2 têtes de poisson, sans les yeux et les branchies (d’où la nécessaire bonne entente avec le poissonnier)

2 litres d’eau

1 botte de céleri

½ oignon jaune

2 c. à soupe de gros sel

1 c. à soupe de poivre en grains

3 clous de girofle écrasés

Tiges d’herbes fraiches : persil, aneth, ciboulette, estragon, etc.

3 blancs d’œufs et coquilles

 

Préparation :


  1. Placez tous les ingrédients sauf les œufs et coquilles dans une marmite à soupe.

  2. Portez à ébullition, réduisez le feu, laissez mijoter à feu doux pendant une heure, en écumant la surface de la mousse qui s’accumule.

  3. Enlevez du feu.

  4. Tapissez une passoire avec de la gaze ou un torchon propre et passez le bouillon dans une marmite propre.

 

Vous pouvez vous arrêter là, mais si vous souhaitez clarifier le bouillon :

 

  1. Replacez le bouillon sur un feu moyen et faites frémir.

  2. Diluez les blancs d’œufs dans un verre de bouillon chaud et versez la mixture dans la marmite.

  3. Ajoutez les coquilles d’œufs écrasés et remuez pendant 4 minutes.

  4. Réduisez le feu et déplacez la marmite vers la gauche afin que seul un tiers de la marmite reste sur le feu, laissez mijoter 10 minutes.

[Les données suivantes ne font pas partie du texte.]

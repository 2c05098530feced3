//! Core error types for the analytics engine.
//!
//! Only request-level failures surface here. Value-level bad input
//! (non-positive amounts, malformed range text, empty series) degrades to
//! the sentinel each operation documents and never becomes an error.

use std::num::ParseFloatError;
use thiserror::Error;

/// Type alias for Result using our Error type.
pub type Result<T> = std::result::Result<T, Error>;

/// Root error type for the engine.
#[derive(Error, Debug)]
pub enum Error {
    #[error("Input validation failed: {0}")]
    Validation(#[from] ValidationError),

    #[error("Ledger source error: {0}")]
    Source(String),

    #[error("Unexpected error: {0}")]
    Unexpected(String),
}

/// Validation errors for user input and data parsing.
#[derive(Error, Debug)]
pub enum ValidationError {
    #[error("Failed to parse number: {0}")]
    NumberParse(#[from] ParseFloatError),

    #[error("Invalid input: {0}")]
    InvalidInput(String),

    #[error("Required field '{0}' is missing")]
    MissingField(String),

    #[error("Invalid value for field '{field}': {reason}")]
    InvalidField { field: String, reason: String },

    #[error("Failed to parse decimal number: {0}")]
    DecimalParse(#[from] rust_decimal::Error),
}

// === From implementations for common error types ===

impl From<rust_decimal::Error> for Error {
    fn from(err: rust_decimal::Error) -> Self {
        Error::Validation(ValidationError::DecimalParse(err))
    }
}

impl From<Error> for String {
    fn from(err: Error) -> Self {
        err.to_string()
    }
}
//! Counter store behind the downstream limiter.
//!
//! Per-secret request counts live in a store shared by every proxy instance,
//! so the fleet agrees on how many requests a caller has made this second.
//! [`CounterStore`] is the capability the limiter programs against;
//! [`RedisStore`] is the production implementation and [`MemoryStore`] a
//! single-instance stand-in that tests (and development without Redis) use.

use std::collections::HashMap;
use std::sync::atomic::{AtomicU32, Ordering};
use std::time::Duration;

use async_trait::async_trait;
use redis::aio::ConnectionManager;
use redis::AsyncCommands;
use tokio::sync::Mutex;
use tokio::time::Instant;

use crate::error::StoreError;

/// Write applied atomically at the end of a watched transaction.
pub enum TxnCommand {
    /// Bump the counter, leaving its TTL untouched.
    Incr,
    /// Seed the counter at 1 with the given time-to-live.
    SetWithTtl(Duration),
}

/// A consistent view of a counter entry, taken under WATCH.
#[derive(Debug, Clone, Copy, Default)]
pub struct CountObservation {
    /// Current count, if the entry exists.
    pub count: Option<i64>,
    /// Milliseconds until the entry expires, if it exists and has a TTL.
    pub ttl_ms: Option<i64>,
}

/// Transaction body: observes the counter and decides what to write.
/// Returning `None` means a pure read; nothing is committed.
pub type Decide<'a> = &'a mut (dyn FnMut(CountObservation) -> Option<TxnCommand> + Send);

/// Shared atomic counter service keyed by caller secret.
#[async_trait]
pub trait CounterStore: Send + Sync {
    /// Reads a plain entry.
    async fn get(&self, key: &str) -> Result<Option<String>, StoreError>;

    /// Writes a plain entry without expiry.
    async fn put(&self, key: &str, value: &str) -> Result<(), StoreError>;

    /// Reachability probe with a deadline; used once at startup.
    async fn ping(&self, deadline: Duration) -> Result<(), StoreError>;

    /// Observes `key` under an optimistic transaction and atomically applies
    /// whatever `decide` returns. `Ok(false)` means the entry changed between
    /// observation and commit; the caller may retry.
    async fn watch_count(&self, key: &str, decide: Decide<'_>) -> Result<bool, StoreError>;

    /// Releases the backing connection. Called once on shutdown.
    async fn close(&self);
}

/// Connection settings for the Redis counter store.
#[derive(Debug, Clone)]
pub struct RedisSettings {
    pub host: String,
    pub port: u16,
    pub username: Option<String>,
    pub password: Option<String>,
    pub db: i64,
}

impl Default for RedisSettings {
    fn default() -> Self {
        Self {
            host: "localhost".to_string(),
            port: 6379,
            username: None,
            password: None,
            db: 0,
        }
    }
}

/// Redis-backed counter store.
///
/// Plain reads and writes go through a shared [`ConnectionManager`]. Watched
/// transactions take a dedicated connection per attempt: WATCH is
/// connection-stateful and must not interleave with other traffic.
pub struct RedisStore {
    client: redis::Client,
    conn: ConnectionManager,
}

impl RedisStore {
    /// Connects to Redis with the given settings.
    pub async fn connect(settings: &RedisSettings) -> Result<Self, StoreError> {
        let info = redis::ConnectionInfo {
            addr: redis::ConnectionAddr::Tcp(settings.host.clone(), settings.port),
            redis: redis::RedisConnectionInfo {
                db: settings.db,
                username: settings.username.clone(),
                password: settings.password.clone(),
            },
        };
        let client = redis::Client::open(info)?;
        let conn = ConnectionManager::new(client.clone()).await?;
        Ok(Self { client, conn })
    }
}

#[async_trait]
impl CounterStore for RedisStore {
    async fn get(&self, key: &str) -> Result<Option<String>, StoreError> {
        let mut conn = self.conn.clone();
        let value: Option<String> = conn.get(key).await?;
        Ok(value)
    }

    async fn put(&self, key: &str, value: &str) -> Result<(), StoreError> {
        let mut conn = self.conn.clone();
        let _: () = conn.set(key, value).await?;
        Ok(())
    }

    async fn ping(&self, deadline: Duration) -> Result<(), StoreError> {
        let mut conn = self.conn.clone();
        let command = redis::cmd("PING");
        match tokio::time::timeout(deadline, command.query_async::<_, String>(&mut conn)).await {
            Ok(reply) => {
                reply?;
                Ok(())
            }
            Err(_) => Err(StoreError::PingTimeout),
        }
    }

    async fn watch_count(&self, key: &str, decide: Decide<'_>) -> Result<bool, StoreError> {
        let mut conn = self.client.get_async_connection().await?;
        redis::cmd("WATCH")
            .arg(key)
            .query_async::<_, ()>(&mut conn)
            .await?;
        let count: Option<i64> = redis::cmd("GET").arg(key).query_async(&mut conn).await?;
        // PTTL reports -2 for a missing key and -1 for a key without expiry.
        let pttl: i64 = redis::cmd("PTTL").arg(key).query_async(&mut conn).await?;
        let observed = CountObservation {
            count,
            ttl_ms: (pttl >= 0).then_some(pttl),
        };
        match decide(observed) {
            Some(TxnCommand::Incr) => {
                let mut pipe = redis::pipe();
                pipe.atomic().incr(key, 1).ignore();
                let committed: Option<redis::Value> = pipe.query_async(&mut conn).await?;
                Ok(committed.is_some())
            }
            Some(TxnCommand::SetWithTtl(ttl)) => {
                let mut pipe = redis::pipe();
                pipe.atomic()
                    .cmd("SET")
                    .arg(key)
                    .arg(1)
                    .arg("PX")
                    .arg(ttl.as_millis() as u64)
                    .ignore();
                let committed: Option<redis::Value> = pipe.query_async(&mut conn).await?;
                Ok(committed.is_some())
            }
            None => {
                redis::cmd("UNWATCH").query_async::<_, ()>(&mut conn).await?;
                Ok(true)
            }
        }
    }

    async fn close(&self) {
        // Dropping the client tears the connections down; nothing more to do.
        tracing::debug!("closing the counter store");
    }
}

#[derive(Clone, Debug)]
struct Entry {
    value: String,
    expires_at: Option<Instant>,
}

/// In-process counter store with the same TTL semantics as Redis.
///
/// Single-instance only: counts are not shared across processes. Tests can
/// force the next transactions to report an optimistic conflict with
/// [`MemoryStore::inject_conflicts`].
#[derive(Default)]
pub struct MemoryStore {
    entries: Mutex<HashMap<String, Entry>>,
    forced_conflicts: AtomicU32,
}

impl MemoryStore {
    pub fn new() -> Self {
        Self::default()
    }

    /// Makes the next `n` committing transactions report a conflict.
    pub fn inject_conflicts(&self, n: u32) {
        self.forced_conflicts.store(n, Ordering::SeqCst);
    }

    fn purge_expired(entries: &mut HashMap<String, Entry>, key: &str, now: Instant) {
        let expired = entries
            .get(key)
            .is_some_and(|entry| entry.expires_at.is_some_and(|at| at <= now));
        if expired {
            entries.remove(key);
        }
    }
}

#[async_trait]
impl CounterStore for MemoryStore {
    async fn get(&self, key: &str) -> Result<Option<String>, StoreError> {
        let mut entries = self.entries.lock().await;
        Self::purge_expired(&mut entries, key, Instant::now());
        Ok(entries.get(key).map(|entry| entry.value.clone()))
    }

    async fn put(&self, key: &str, value: &str) -> Result<(), StoreError> {
        let mut entries = self.entries.lock().await;
        entries.insert(
            key.to_string(),
            Entry {
                value: value.to_string(),
                expires_at: None,
            },
        );
        Ok(())
    }

    async fn ping(&self, _deadline: Duration) -> Result<(), StoreError> {
        Ok(())
    }

    async fn watch_count(&self, key: &str, decide: Decide<'_>) -> Result<bool, StoreError> {
        let now = Instant::now();
        let mut entries = self.entries.lock().await;
        Self::purge_expired(&mut entries, key, now);
        let observed = match entries.get(key) {
            None => CountObservation::default(),
            Some(entry) => CountObservation {
                count: entry.value.parse().ok(),
                ttl_ms: entry
                    .expires_at
                    .map(|at| at.saturating_duration_since(now).as_millis() as i64),
            },
        };
        let Some(command) = decide(observed) else {
            return Ok(true);
        };
        if self.forced_conflicts.load(Ordering::SeqCst) > 0 {
            self.forced_conflicts.fetch_sub(1, Ordering::SeqCst);
            return Ok(false);
        }
        match command {
            TxnCommand::Incr => {
                // Like Redis INCR: bumps in place without touching the TTL,
                // creating the entry at 1 if it is missing.
                match entries.get_mut(key) {
                    Some(entry) => {
                        let count: i64 = entry.value.parse().unwrap_or(0);
                        entry.value = (count + 1).to_string();
                    }
                    None => {
                        entries.insert(
                            key.to_string(),
                            Entry {
                                value: "1".to_string(),
                                expires_at: None,
                            },
                        );
                    }
                }
            }
            TxnCommand::SetWithTtl(ttl) => {
                entries.insert(
                    key.to_string(),
                    Entry {
                        value: "1".to_string(),
                        expires_at: Some(now + ttl),
                    },
                );
            }
        }
        Ok(true)
    }

    async fn close(&self) {}
}
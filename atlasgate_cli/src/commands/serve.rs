//! The `serve` subcommand: run the proxy.

use std::sync::Arc;
use std::time::Duration;

use anyhow::{Context, Result};
use atlasgate_lib::atlas_api::{AtlasClient, UpstreamLimiter};
use atlasgate_lib::{
    load_secrets, publish_secrets, router, AppState, CounterStore, DownstreamLimiter, RedisStore,
};
use clap::Args;
use tokio::net::TcpListener;

use crate::settings::Settings;

/// Deadline for the startup reachability probe against the counter store.
const STORE_PING_DEADLINE: Duration = Duration::from_secs(2);

const DEFAULT_PORT: u16 = 80;

#[derive(Args, Debug)]
pub struct ServeArgs {
    /// TCP port to listen on
    #[arg(long, default_value_t = DEFAULT_PORT)]
    pub port: u16,
}

impl Default for ServeArgs {
    fn default() -> Self {
        Self { port: DEFAULT_PORT }
    }
}

pub async fn run(args: ServeArgs) -> Result<()> {
    let settings = Settings::from_env()?;

    let store = RedisStore::connect(&settings.redis)
        .await
        .context("connecting to the counter store")?;
    store
        .ping(STORE_PING_DEADLINE)
        .await
        .context("counter store is unreachable")?;
    let store: Arc<dyn CounterStore> = Arc::new(store);

    let secrets = load_secrets(&settings.secrets_file)
        .with_context(|| format!("loading secrets from {}", settings.secrets_file))?;
    publish_secrets(store.as_ref(), &secrets).await?;

    let atlas = AtlasClient::new(&settings.atlas_url, &settings.atlas_secret)?;
    let initial = atlas
        .probe()
        .await
        .context("probing the upstream rate limits")?;
    tracing::info!(
        limit = initial.limit,
        remaining = initial.remaining,
        "upstream rate limits learned"
    );
    let upstream = UpstreamLimiter::new(&initial, settings.max_waiting_requests);

    let downstream = DownstreamLimiter::new(
        Arc::clone(&store),
        settings.requests_per_second,
        settings.store_max_retries,
    );

    let app = router(AppState::new(atlas, upstream, downstream));
    let listener = TcpListener::bind(("0.0.0.0", args.port))
        .await
        .with_context(|| format!("binding port {}", args.port))?;
    tracing::info!(port = args.port, "atlasgate listening");
    axum::serve(listener, app)
        .with_graceful_shutdown(shutdown_signal())
        .await?;

    store.close().await;
    Ok(())
}

async fn shutdown_signal() {
    if let Err(err) = tokio::signal::ctrl_c().await {
        tracing::error!(%err, "listening for the shutdown signal");
    }
}
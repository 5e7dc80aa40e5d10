//! `atlasgate` — a rate-limiting reverse proxy in front of the Atlas esports
//! data API, plus a small load-generation tool for poking at a running proxy.

mod commands;
mod settings;

use anyhow::Result;
use clap::{Parser, Subcommand};

/// Top-level CLI structure parsed by clap.
#[derive(Parser)]
#[command(name = "atlasgate")]
#[command(about = "Rate-limiting reverse proxy for the Atlas esports data API")]
struct Cli {
    #[command(subcommand)]
    command: Option<Commands>,
}

/// Available subcommands; `serve` is the default.
#[derive(Subcommand)]
enum Commands {
    /// Run the proxy
    Serve(commands::serve::ServeArgs),
    /// Hammer a running proxy with simulated clients
    Stress(commands::stress::StressArgs),
    /// Inspect a caller secrets file
    Secrets(commands::secrets::SecretsArgs),
}

#[tokio::main]
async fn main() -> Result<()> {
    // Load .env if present (silently ignore if missing)
    let _ = dotenvy::dotenv();

    tracing_subscriber::fmt()
        .with_env_filter(
            tracing_subscriber::EnvFilter::from_default_env()
                .add_directive("atlasgate_cli=info".parse().unwrap())
                .add_directive("atlasgate_lib=info".parse().unwrap())
                .add_directive("atlas_api=info".parse().unwrap()),
        )
        .with_target(false)
        .init();

    let cli = Cli::parse();
    match cli.command.unwrap_or_default() {
        Commands::Serve(args) => commands::serve::run(args).await,
        Commands::Stress(args) => commands::stress::run(args).await,
        Commands::Secrets(args) => commands::secrets::run(&args),
    }
}

impl Default for Commands {
    fn default() -> Self {
        Self::Serve(commands::serve::ServeArgs::default())
    }
}
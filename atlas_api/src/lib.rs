//! HTTP client for the Atlas esports data API.
//!
//! Provides a thin client for the live read endpoints (series, players,
//! teams), a startup probe that learns the upstream rate limits from response
//! headers, and an upstream rate limiter that paces local callers so the
//! proxy never outruns the budget Atlas advertises.

mod client;
mod errors;
mod rate_limit;

pub use self::client::{AtlasClient, LiveEndpoint, PageQuery, DEFAULT_BASE_URL, MAX_TAKE, SECRET_HEADER};
pub use self::errors::AtlasError;
pub use self::rate_limit::{
    RateLimitInfo, UpstreamLimiter, BURST_HEADER, LIMIT_HEADER, REMAINING_HEADER, RESET_HEADER,
    RETRY_AFTER_HEADER,
};
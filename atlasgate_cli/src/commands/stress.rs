//! The `stress` subcommand: simulated clients against a running proxy.
//!
//! Each simulated client takes one secret from the secrets file and sends
//! `rounds` requests with a fixed pause between them, printing the returned
//! status per request. Useful for watching both limiters under load.

use std::time::Duration;

use anyhow::{bail, Result};
use atlasgate_lib::atlas_api::{
    BURST_HEADER, LIMIT_HEADER, REMAINING_HEADER, RESET_HEADER, RETRY_AFTER_HEADER,
};
use atlasgate_lib::{load_secrets, CALLER_SECRET_HEADER};
use clap::Args;
use tokio::task::JoinSet;

#[derive(Args, Debug)]
pub struct StressArgs {
    /// Proxy endpoint to hit
    #[arg(long, default_value = "http://localhost:80/teams/live")]
    pub endpoint: String,
    /// Caller secrets file
    #[arg(long, default_value = "./secrets.json")]
    pub secrets: String,
    /// Records to take per request
    #[arg(long, default_value_t = 1)]
    pub take: u64,
    /// Records to skip per request
    #[arg(long, default_value_t = 0)]
    pub skip: u64,
    /// Pause between a client's requests, in milliseconds
    #[arg(long, default_value_t = 1_000)]
    pub pause: u64,
    /// Requests each client sends
    #[arg(long, default_value_t = 3)]
    pub rounds: u32,
    /// Simulated clients, one secret each
    #[arg(long, default_value_t = 5)]
    pub clients: usize,
    /// Print the response bodies
    #[arg(long)]
    pub print: bool,
}

pub async fn run(args: StressArgs) -> Result<()> {
    let secrets = load_secrets(&args.secrets)?;
    if args.clients < 1 || args.clients > secrets.len() {
        bail!(
            "expected a client count in the range [1 .. {}]",
            secrets.len()
        );
    }

    let client = reqwest::Client::new();
    let mut tasks = JoinSet::new();
    for secret in secrets.into_iter().take(args.clients) {
        let client = client.clone();
        let endpoint = args.endpoint.clone();
        let (take, skip, pause, rounds, print) =
            (args.take, args.skip, args.pause, args.rounds, args.print);
        tasks.spawn(async move {
            for _ in 0..rounds {
                send_request(&client, &endpoint, &secret, take, skip, print).await;
                tokio::time::sleep(Duration::from_millis(pause)).await;
            }
        });
    }
    while let Some(finished) = tasks.join_next().await {
        finished?;
    }
    Ok(())
}

async fn send_request(
    client: &reqwest::Client,
    endpoint: &str,
    secret: &str,
    take: u64,
    skip: u64,
    print: bool,
) {
    let request = client
        .get(endpoint)
        .query(&[("take", take.to_string()), ("skip", skip.to_string())])
        .header(CALLER_SECRET_HEADER, secret);
    let response = match request.send().await {
        Ok(response) => response,
        Err(err) => {
            eprintln!("{secret}: {err}");
            return;
        }
    };
    tracing::debug!(
        limit = header_value(&response, LIMIT_HEADER),
        burst = header_value(&response, BURST_HEADER),
        remaining = header_value(&response, REMAINING_HEADER),
        reset = header_value(&response, RESET_HEADER),
        retry_after = header_value(&response, RETRY_AFTER_HEADER),
        "rate limit headers"
    );
    println!("{secret} {}", response.status());
    if print {
        match response.text().await {
            Ok(body) => println!("{body}"),
            Err(err) => eprintln!("{secret}: reading body: {err}"),
        }
    }
}

fn header_value<'a>(response: &'a reqwest::Response, name: &str) -> &'a str {
    response
        .headers()
        .get(name)
        .and_then(|value| value.to_str().ok())
        .unwrap_or_default()
}
//! Caller secret registry.
//!
//! Valid secrets are read from a JSON file at startup and published into the
//! counter store, where every proxy instance can validate callers against
//! them. The key mirrors its value so a poisoned entry is detectable.

use std::path::Path;

use crate::error::StoreError;
use crate::store::CounterStore;

/// Errors loading the caller secrets file.
#[derive(thiserror::Error, Debug)]
pub enum SecretsError {
    #[error("reading secrets file: {0}")]
    Io(#[from] std::io::Error),
    #[error("secrets file is not a JSON list of strings: {0}")]
    Json(#[from] serde_json::Error),
}

/// Store key holding a valid caller secret.
pub fn secret_key(secret: &str) -> String {
    format!("user:sec:{secret}")
}

/// Store key holding a caller's request count for the current second.
pub fn count_key(secret: &str) -> String {
    format!("user:sec:count:{secret}")
}

/// Parses a secrets file body: a JSON array of opaque tokens.
pub fn parse_secrets(data: &str) -> Result<Vec<String>, serde_json::Error> {
    serde_json::from_str(data)
}

/// Reads and parses a secrets file.
pub fn load_secrets(path: impl AsRef<Path>) -> Result<Vec<String>, SecretsError> {
    let data = std::fs::read_to_string(path)?;
    Ok(parse_secrets(&data)?)
}

/// Publishes every secret to the counter store.
pub async fn publish_secrets(
    store: &dyn CounterStore,
    secrets: &[String],
) -> Result<(), StoreError> {
    for secret in secrets {
        store.put(&secret_key(secret), secret).await?;
    }
    tracing::info!(count = secrets.len(), "caller secrets published");
    Ok(())
}
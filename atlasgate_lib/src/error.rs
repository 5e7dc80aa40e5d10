//! Error types for the proxy library.

use thiserror::Error;

/// Errors from the counter store backing the downstream limiter.
#[derive(Error, Debug)]
pub enum StoreError {
    /// The Redis backend failed.
    #[error("redis error: {0}")]
    Redis(#[from] redis::RedisError),
    /// The store did not answer the startup ping within the deadline.
    #[error("counter store did not answer the ping in time")]
    PingTimeout,
}

/// Refusals and failures of the downstream admission gate.
///
/// Each variant maps to one response status: missing secret 400, unknown
/// secret 403, exhausted budget 429, everything else 500.
#[derive(Error, Debug)]
pub enum GateError {
    #[error("missing caller secret")]
    MissingSecret,
    #[error("unknown caller secret")]
    UnknownSecret,
    #[error("requests per second exceeded")]
    TooManyRequests,
    #[error("count transaction kept conflicting")]
    TxnRetriesExhausted,
    #[error("counter store failure: {0}")]
    Store(#[from] StoreError),
}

Le blanc d’œuf cuit en ramassant toutes les particules opaques de bouillon.

  5. Déplacez la marmite pour que l’autre coté soit sur le feu, laissez mijoter 10 minutes. Idem vers l’avant et l’arrière. Ne laissez pas le bouillon déborder de la marmite.

  6. Retirez la marmite du feu. Passez par une passoire recouverte de gaze ou d’un torchon propre, en faisant attention que le fond de la passoire ne touche pas le bouillon clarifié.